Conhecido pelo assalto em 1963 ao grande trem pagador, vejamos como Ronald Biggs, conhecido como o “ladrão do século”, acabou Indicado ao prêmio Pilha.

Engraçado que Biggs seja conhecido como “ladrão do século” porque se há uma coisa em que ele sempre foi péssimo foi roubar. Ele era um inútil, a última pessoa a ser chamada para um assalto. Ele começou saqueando ruínas de apartamentos bombardeados durante a guerra. Sua primeira condenação foi aos 15 anos por roubar lápis. Antes de atingir a maioridade, já havia sido condenado nove vezes. Quando foi servir na aeronáutica, acabou preso por seis meses por invadir uma farmácia. Expulso, foi condenado mais uma vez por furtar um carro e, enquanto cumpria essa nova sentença, acabou ficando amigo de Bruce Reynolds, idealizador do plano e líder do grupo que realizou o assalto ao grande trem pagador.

O grande trem pagador recebeu esse nome pois atravessava o país, da Escócia para Londres, levando dinheiro enviado pelo correio (esse sistema absurdo funciona até hoje no Japão, mas quem para um trem-bala?).
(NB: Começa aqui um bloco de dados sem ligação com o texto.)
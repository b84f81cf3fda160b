//! Best-effort JWT payload decoding used to derive credential expiry.

// crates.io
use base64::{Engine, engine::general_purpose::URL_SAFE_NO_PAD};
// self
use crate::_prelude::*;

/// Claims decoding failures.
///
/// These never reach the public error tree: the provider absorbs them with a
/// conservative fallback lifetime and logs the degradation.
#[derive(Debug, ThisError)]
pub enum ClaimsError {
	/// Token does not have the three dot-separated JWT segments.
	#[error("Token is not a three-segment JWT (found {segments} segments).")]
	MalformedStructure {
		/// Number of segments actually present.
		segments: usize,
	},
	/// Payload segment is not valid base64url.
	#[error("Token payload segment is not valid base64url.")]
	PayloadEncoding(#[from] base64::DecodeError),
	/// Payload segment is not valid claims JSON.
	#[error("Token payload segment is not valid claims JSON.")]
	PayloadJson(#[from] serde_json::Error),
	/// Expiry claim cannot be represented as an instant.
	#[error("Expiry claim is outside the representable time range.")]
	ExpiryOutOfRange(#[from] time::error::ComponentRange),
}

#[derive(Deserialize)]
struct Claims {
	exp: i64,
}

/// Decodes the payload segment of `token` and returns its `exp` claim as an instant.
pub fn decode_expiry(token: &str) -> Result<OffsetDateTime, ClaimsError> {
	let segments = token.split('.').collect::<Vec<_>>();

	if segments.len() != 3 {
		return Err(ClaimsError::MalformedStructure { segments: segments.len() });
	}

	// Providers emit both padded and unpadded base64url payloads; normalize to unpadded.
	let payload = segments[1].trim_end_matches('=');
	let decoded = URL_SAFE_NO_PAD.decode(payload)?;
	let claims = serde_json::from_slice::<Claims>(&decoded)?;

	OffsetDateTime::from_unix_timestamp(claims.exp).map_err(ClaimsError::from)
}
//! Startup sequencing for the authorization sidecar binary.

// std
use std::process::ExitCode;
// crates.io
use tracing::error;
// self
use authz_sidecar::{config::ConfigSnapshot, obs, server::Server};

#[tokio::main]
async fn main() -> ExitCode {
	let config = match ConfigSnapshot::from_env() {
		Ok(config) => config,
		Err(err) => {
			// The subscriber is not installed yet; configuration failures go to stderr.
			eprintln!("{err}");

			return ExitCode::FAILURE;
		},
	};

	obs::init_tracing(config.verbosity);

	let server = match Server::new(config) {
		Ok(server) => server,
		Err(err) => {
			error!(error = %err, "Failed to construct the sidecar.");

			return ExitCode::FAILURE;
		},
	};

	server.prefetch_token().await;

	if let Err(err) = server.run().await {
		error!(error = %err, "Server terminated.");

		return ExitCode::FAILURE;
	}

	ExitCode::SUCCESS
}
O plano era relativamente simples: forjar um sinal vermelho para o trem parar no meio do caminho, dominar os maquinistas, levar o trem para cima de uma ponte, carregar os malotes (em notas usadas de 1, 5 e 10 libras) para um caminhão debaixo da ponte, e trazer o dinheiro para uma fazenda próxima, comprada com esse propósito, próxima ao local planejado para o roubo.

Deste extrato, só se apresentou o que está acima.